Rizal mencatat, berkali-kali pemerintah menerbitkan kebijakan diskriminatif terhadap jemaat Ahmadiyah. Pada penyegelan 2021, Bupati Garut mengeluarkan Surat Edaran Bupati Garut Nomor 451-1/1605/Bakesbangpol yang membatasi segala aktivitas jemaat Ahmadiyah. Dalam penyegelan kedua, giliran SKB Tiga Menteri dan Pergub Jabar nomor 12 tahun 2011 yang dipakai.
Menurut Rizal, pemerintah seharusnya memfasilitasi warganya beribadah sesuai dengan keyakinan masing-masing. Bukannya membatasi atau bahkan melarang. Ketika ada penolakan, seharusnya jalan yang ditempuh adalah memediasinya, bukan serta-merta menutup masjid.

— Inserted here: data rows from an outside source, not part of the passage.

//! Pipeline orchestrator — drives both the text and the audio pipelines.
//!
//! [`PipelineOrchestrator`] owns the [`SharedState`] and responds to
//! [`PipelineCommand`]s received over a `tokio::sync::mpsc` channel.
//!
//! # Pipeline flow
//!
//! ```text
//! PipelineCommand::AnalyzeText(document)
//!   ├─ blank? ─▶ TextPhase::EmptyInput (no run)
//!   └─▶ spawn_blocking(analyze: tag → buckets → clouds → NER)  [Analyzing]
//!         ├─ Ok  → store AnalysisReport                        [Report]
//!         └─ Err → store message                               [Failed]
//!
//! PipelineCommand::TranscribeWav(path)
//!   └─▶ spawn_blocking(WavClip::load)                          [Transcribing]
//!         └─▶ recognizer.transcribe (async HTTP)
//!               ├─ Ok  → store transcript                      [Transcript]
//!               └─ Err → store message                         [Failed]
//! ```
//!
//! Exactly one command is processed at a time — a long run blocks the next
//! command in the channel, never the UI thread.  All blocking work (ONNX
//! inference, file reads) is pushed onto `tokio::task::spawn_blocking` so
//! the async runtime never stalls.

use std::path::PathBuf;
use std::sync::Arc;

use tokio::sync::mpsc;

use crate::analysis;
use crate::audio::WavClip;
use crate::nlp::{EntityRecognizer, PosTagger};
use crate::speech::SpeechRecognizer;

use super::state::{AudioPhase, SharedState, TextPhase};

// ---------------------------------------------------------------------------
// PipelineCommand
// ---------------------------------------------------------------------------

/// Commands sent from the UI to the orchestrator.
///
/// Each command carries its full input — the orchestrator holds no document
/// state of its own, so every run is a function of what the UI sent.
#[derive(Debug, Clone)]
pub enum PipelineCommand {
    /// Run the text pipeline over the current document.
    AnalyzeText(String),
    /// Transcribe the WAV file at the given path.
    TranscribeWav(PathBuf),
}

// ---------------------------------------------------------------------------
// PipelineOrchestrator
// ---------------------------------------------------------------------------

/// Drives the text-analysis and audio-transcription pipelines.
///
/// Create with [`PipelineOrchestrator::new`], then call [`run`](Self::run)
/// inside a tokio task.
pub struct PipelineOrchestrator {
    state: SharedState,
    tagger: Arc<dyn PosTagger>,
    entities: Arc<dyn EntityRecognizer>,
    speech: Arc<dyn SpeechRecognizer>,
}

impl PipelineOrchestrator {
    /// Create a new orchestrator.
    ///
    /// # Arguments
    ///
    /// * `state`    — shared application state (also read by the UI).
    /// * `tagger`   — POS tagger (e.g. `OnnxPosTagger`).
    /// * `entities` — entity recognizer (e.g. `OnnxEntityRecognizer`).
    /// * `speech`   — transcription backend (e.g. `RemoteRecognizer`).
    pub fn new(
        state: SharedState,
        tagger: Arc<dyn PosTagger>,
        entities: Arc<dyn EntityRecognizer>,
        speech: Arc<dyn SpeechRecognizer>,
    ) -> Self {
        Self {
            state,
            tagger,
            entities,
            speech,
        }
    }

    /// Run the orchestrator until `command_rx` is closed.
    ///
    /// This is an `async fn` and should be spawned as a tokio task from
    /// `main()`.  It never returns while the channel is open.
    pub async fn run(self, mut command_rx: mpsc::Receiver<PipelineCommand>) {
        while let Some(command) = command_rx.recv().await {
            match command {
                PipelineCommand::AnalyzeText(document) => {
                    self.handle_analyze(document).await;
                }
                PipelineCommand::TranscribeWav(path) => {
                    self.handle_transcribe(path).await;
                }
            }
        }

        log::info!("pipeline: command channel closed, orchestrator shutting down");
    }

    // -----------------------------------------------------------------------
    // Text pipeline
    // -----------------------------------------------------------------------

    async fn handle_analyze(&self, document: String) {
        // Blank document → warning, no pipeline run.
        if document.trim().is_empty() {
            log::debug!("pipeline: analyze requested on blank document");
            let mut st = self.state.lock().unwrap();
            st.text = TextPhase::EmptyInput;
            st.report = None;
            st.text_error = None;
            return;
        }

        {
            let mut st = self.state.lock().unwrap();
            st.text = TextPhase::Analyzing;
            st.report = None;
            st.text_error = None;
        }

        // ONNX inference is CPU-bound → thread pool.
        let tagger = Arc::clone(&self.tagger);
        let entities = Arc::clone(&self.entities);

        let result = tokio::task::spawn_blocking(move || {
            analysis::analyze(&document, tagger.as_ref(), entities.as_ref())
        })
        .await;

        let mut st = self.state.lock().unwrap();
        match result {
            Ok(Ok(report)) => {
                log::debug!(
                    "pipeline: analysis done ({} entities)",
                    report.entities.len()
                );
                st.report = Some(report);
                st.text = TextPhase::Report;
            }
            Ok(Err(e)) => {
                log::error!("pipeline: analysis failed: {e}");
                st.text_error = Some(e.to_string());
                st.text = TextPhase::Failed;
            }
            Err(e) => {
                log::error!("pipeline: analysis task panicked: {e}");
                st.text_error = Some(format!("internal error: {e}"));
                st.text = TextPhase::Failed;
            }
        }
    }

    // -----------------------------------------------------------------------
    // Audio pipeline
    // -----------------------------------------------------------------------

    async fn handle_transcribe(&self, path: PathBuf) {
        {
            let mut st = self.state.lock().unwrap();
            st.audio = AudioPhase::Transcribing;
            st.transcript = None;
            st.audio_error = None;
        }

        // Read + validate the upload off the async runtime.
        let load_path = path.clone();
        let clip = match tokio::task::spawn_blocking(move || WavClip::load(&load_path)).await {
            Ok(Ok(clip)) => clip,
            Ok(Err(e)) => {
                log::warn!("pipeline: rejected upload {}: {e}", path.display());
                self.fail_audio(e.to_string());
                return;
            }
            Err(e) => {
                log::error!("pipeline: wav load task panicked: {e}");
                self.fail_audio(format!("internal error: {e}"));
                return;
            }
        };

        log::info!(
            "pipeline: transcribing {} ({:.1}s, {} Hz, {} ch)",
            path.display(),
            clip.duration_secs(),
            clip.sample_rate(),
            clip.channels()
        );

        match self.speech.transcribe(&clip).await {
            Ok(text) => {
                let mut st = self.state.lock().unwrap();
                st.transcript = Some(text);
                st.audio = AudioPhase::Transcript;
            }
            Err(e) => {
                log::warn!("pipeline: transcription failed: {e}");
                self.fail_audio(e.to_string());
            }
        }
    }

    fn fail_audio(&self, message: String) {
        let mut st = self.state.lock().unwrap();
        st.audio_error = Some(message);
        st.audio = AudioPhase::Failed;
    }
}

// ---------------------------------------------------------------------------
// Tests
// ---------------------------------------------------------------------------

#[cfg(test)]
mod tests {
    use super::*;
    use crate::analysis::WordClass;
    use crate::config::AppConfig;
    use crate::nlp::{MockEntityRecognizer, MockTagger};
    use crate::pipeline::state::new_shared_state;
    use crate::speech::{MockRecognizer, TranscribeError};

    // -----------------------------------------------------------------------
    // Helpers
    // -----------------------------------------------------------------------

    fn make_orchestrator(
        tagger: MockTagger,
        entities: MockEntityRecognizer,
        speech: MockRecognizer,
    ) -> (PipelineOrchestrator, SharedState) {
        let state = new_shared_state(AppConfig::default());
        let orc = PipelineOrchestrator::new(
            Arc::clone(&state),
            Arc::new(tagger),
            Arc::new(entities),
            Arc::new(speech),
        );
        (orc, state)
    }

    /// Write a small valid WAV file into `dir` and return its path.
    fn write_wav(dir: &std::path::Path) -> PathBuf {
        let spec = hound::WavSpec {
            channels: 1,
            sample_rate: 16_000,
            bits_per_sample: 16,
            sample_format: hound::SampleFormat::Int,
        };
        let path = dir.join("clip.wav");
        let mut writer = hound::WavWriter::create(&path, spec).expect("writer");
        for i in 0..16_000u32 {
            writer.write_sample((i % 64) as i16).expect("sample");
        }
        writer.finalize().expect("finalize");
        path
    }

    async fn run_one(orc: PipelineOrchestrator, command: PipelineCommand) {
        let (tx, rx) = mpsc::channel(4);
        tx.send(command).await.unwrap();
        drop(tx); // close channel so run() returns
        orc.run(rx).await;
    }

    // -----------------------------------------------------------------------
    // Text pipeline
    // -----------------------------------------------------------------------

    #[tokio::test]
    async fn analyze_produces_report() {
        let tagger = MockTagger::with_pairs(&[("city", "NN"), ("sleeps", "VBZ")]);
        let (orc, state) =
            make_orchestrator(tagger, MockEntityRecognizer::empty(), MockRecognizer::ok(""));

        run_one(orc, PipelineCommand::AnalyzeText("city sleeps".into())).await;

        let st = state.lock().unwrap();
        assert_eq!(st.text, TextPhase::Report);
        let report = st.report.as_ref().expect("report");
        assert_eq!(report.buckets.words(WordClass::Noun), ["city"]);
        assert_eq!(report.buckets.words(WordClass::Verb), ["sleeps"]);
        assert!(st.text_error.is_none());
    }

    #[tokio::test]
    async fn blank_document_is_empty_input_without_a_run() {
        let tagger = MockTagger::with_pairs(&[("never", "RB")]);
        let (orc, state) =
            make_orchestrator(tagger, MockEntityRecognizer::empty(), MockRecognizer::ok(""));

        run_one(orc, PipelineCommand::AnalyzeText("   \n\t ".into())).await;

        let st = state.lock().unwrap();
        assert_eq!(st.text, TextPhase::EmptyInput);
        assert!(st.report.is_none());
        assert!(st.text_error.is_none());
    }

    #[tokio::test]
    async fn tagger_failure_sets_failed_phase() {
        let (orc, state) = make_orchestrator(
            MockTagger::failing(),
            MockEntityRecognizer::empty(),
            MockRecognizer::ok(""),
        );

        run_one(orc, PipelineCommand::AnalyzeText("some text".into())).await;

        let st = state.lock().unwrap();
        assert_eq!(st.text, TextPhase::Failed);
        assert!(st.report.is_none());
        assert!(st.text_error.as_deref().is_some_and(|m| !m.is_empty()));
    }

    /// A second run replaces the previous report wholesale.
    #[tokio::test]
    async fn rerun_overwrites_previous_report() {
        let tagger = MockTagger::with_pairs(&[("night", "NN")]);
        let (orc, state) =
            make_orchestrator(tagger, MockEntityRecognizer::empty(), MockRecognizer::ok(""));

        let (tx, rx) = mpsc::channel(4);
        tx.send(PipelineCommand::AnalyzeText("night".into()))
            .await
            .unwrap();
        tx.send(PipelineCommand::AnalyzeText("night night".into()))
            .await
            .unwrap();
        drop(tx);
        orc.run(rx).await;

        let st = state.lock().unwrap();
        assert_eq!(st.text, TextPhase::Report);
        assert_eq!(
            st.report.as_ref().unwrap().buckets.count(WordClass::Noun),
            1
        );
    }

    // -----------------------------------------------------------------------
    // Audio pipeline
    // -----------------------------------------------------------------------

    #[tokio::test]
    async fn transcribe_stores_transcript() {
        let dir = tempfile::tempdir().expect("temp dir");
        let path = write_wav(dir.path());

        let (orc, state) = make_orchestrator(
            MockTagger::with_pairs(&[]),
            MockEntityRecognizer::empty(),
            MockRecognizer::ok("hello from the demo"),
        );

        run_one(orc, PipelineCommand::TranscribeWav(path)).await;

        let st = state.lock().unwrap();
        assert_eq!(st.audio, AudioPhase::Transcript);
        assert_eq!(st.transcript.as_deref(), Some("hello from the demo"));
        assert!(st.audio_error.is_none());
    }

    #[tokio::test]
    async fn unintelligible_audio_sets_failed_with_message() {
        let dir = tempfile::tempdir().expect("temp dir");
        let path = write_wav(dir.path());

        let (orc, state) = make_orchestrator(
            MockTagger::with_pairs(&[]),
            MockEntityRecognizer::empty(),
            MockRecognizer::err(TranscribeError::Unintelligible),
        );

        run_one(orc, PipelineCommand::TranscribeWav(path)).await;

        let st = state.lock().unwrap();
        assert_eq!(st.audio, AudioPhase::Failed);
        // Transcript area must stay unpopulated.
        assert!(st.transcript.is_none());
        assert!(st
            .audio_error
            .as_deref()
            .is_some_and(|m| m.contains("understand")));
    }

    #[tokio::test]
    async fn service_error_carries_service_message() {
        let dir = tempfile::tempdir().expect("temp dir");
        let path = write_wav(dir.path());

        let (orc, state) = make_orchestrator(
            MockTagger::with_pairs(&[]),
            MockEntityRecognizer::empty(),
            MockRecognizer::err(TranscribeError::Service("quota exceeded".into())),
        );

        run_one(orc, PipelineCommand::TranscribeWav(path)).await;

        let st = state.lock().unwrap();
        assert_eq!(st.audio, AudioPhase::Failed);
        assert!(st
            .audio_error
            .as_deref()
            .is_some_and(|m| m.contains("quota exceeded")));
    }

    #[tokio::test]
    async fn unreadable_upload_never_reaches_the_service() {
        let (orc, state) = make_orchestrator(
            MockTagger::with_pairs(&[]),
            MockEntityRecognizer::empty(),
            MockRecognizer::ok("should not be used"),
        );

        run_one(
            orc,
            PipelineCommand::TranscribeWav("/nonexistent/clip.wav".into()),
        )
        .await;

        let st = state.lock().unwrap();
        assert_eq!(st.audio, AudioPhase::Failed);
        assert!(st.transcript.is_none());
    }
}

“Di aliansi, kami tetap menagih dan meminta pemerintah untuk memberikan jaminan warga Ahmadiyah menjalankan ibadahnya sesuai keyakinan,” ucap Rizal.
Hadir Sebelum Negara
Merunut sejarah, Ahmadiyah telah masuk ke Garut jauh sebelum Indonesia merdeka dan bentuk negara kesatuan disepakati. Keterangan ini dibahas oleh Neng Via Siti Rodiyah, Nisa Ulmatin, dan Mohamad Dindin Hamam Sidik dari Universitas Islam Negeri (UIN) Sunan Gunung Djati Bandung dalam jurnal “Stigma Kafir pada Jamaah Ahmadiyah di Kabupaten Garut: Studi Kasus tentang Konflik Pendirian Rumah Ibadah” yang terbit di Jurnal Iman dan Spiritualitas pada 2021.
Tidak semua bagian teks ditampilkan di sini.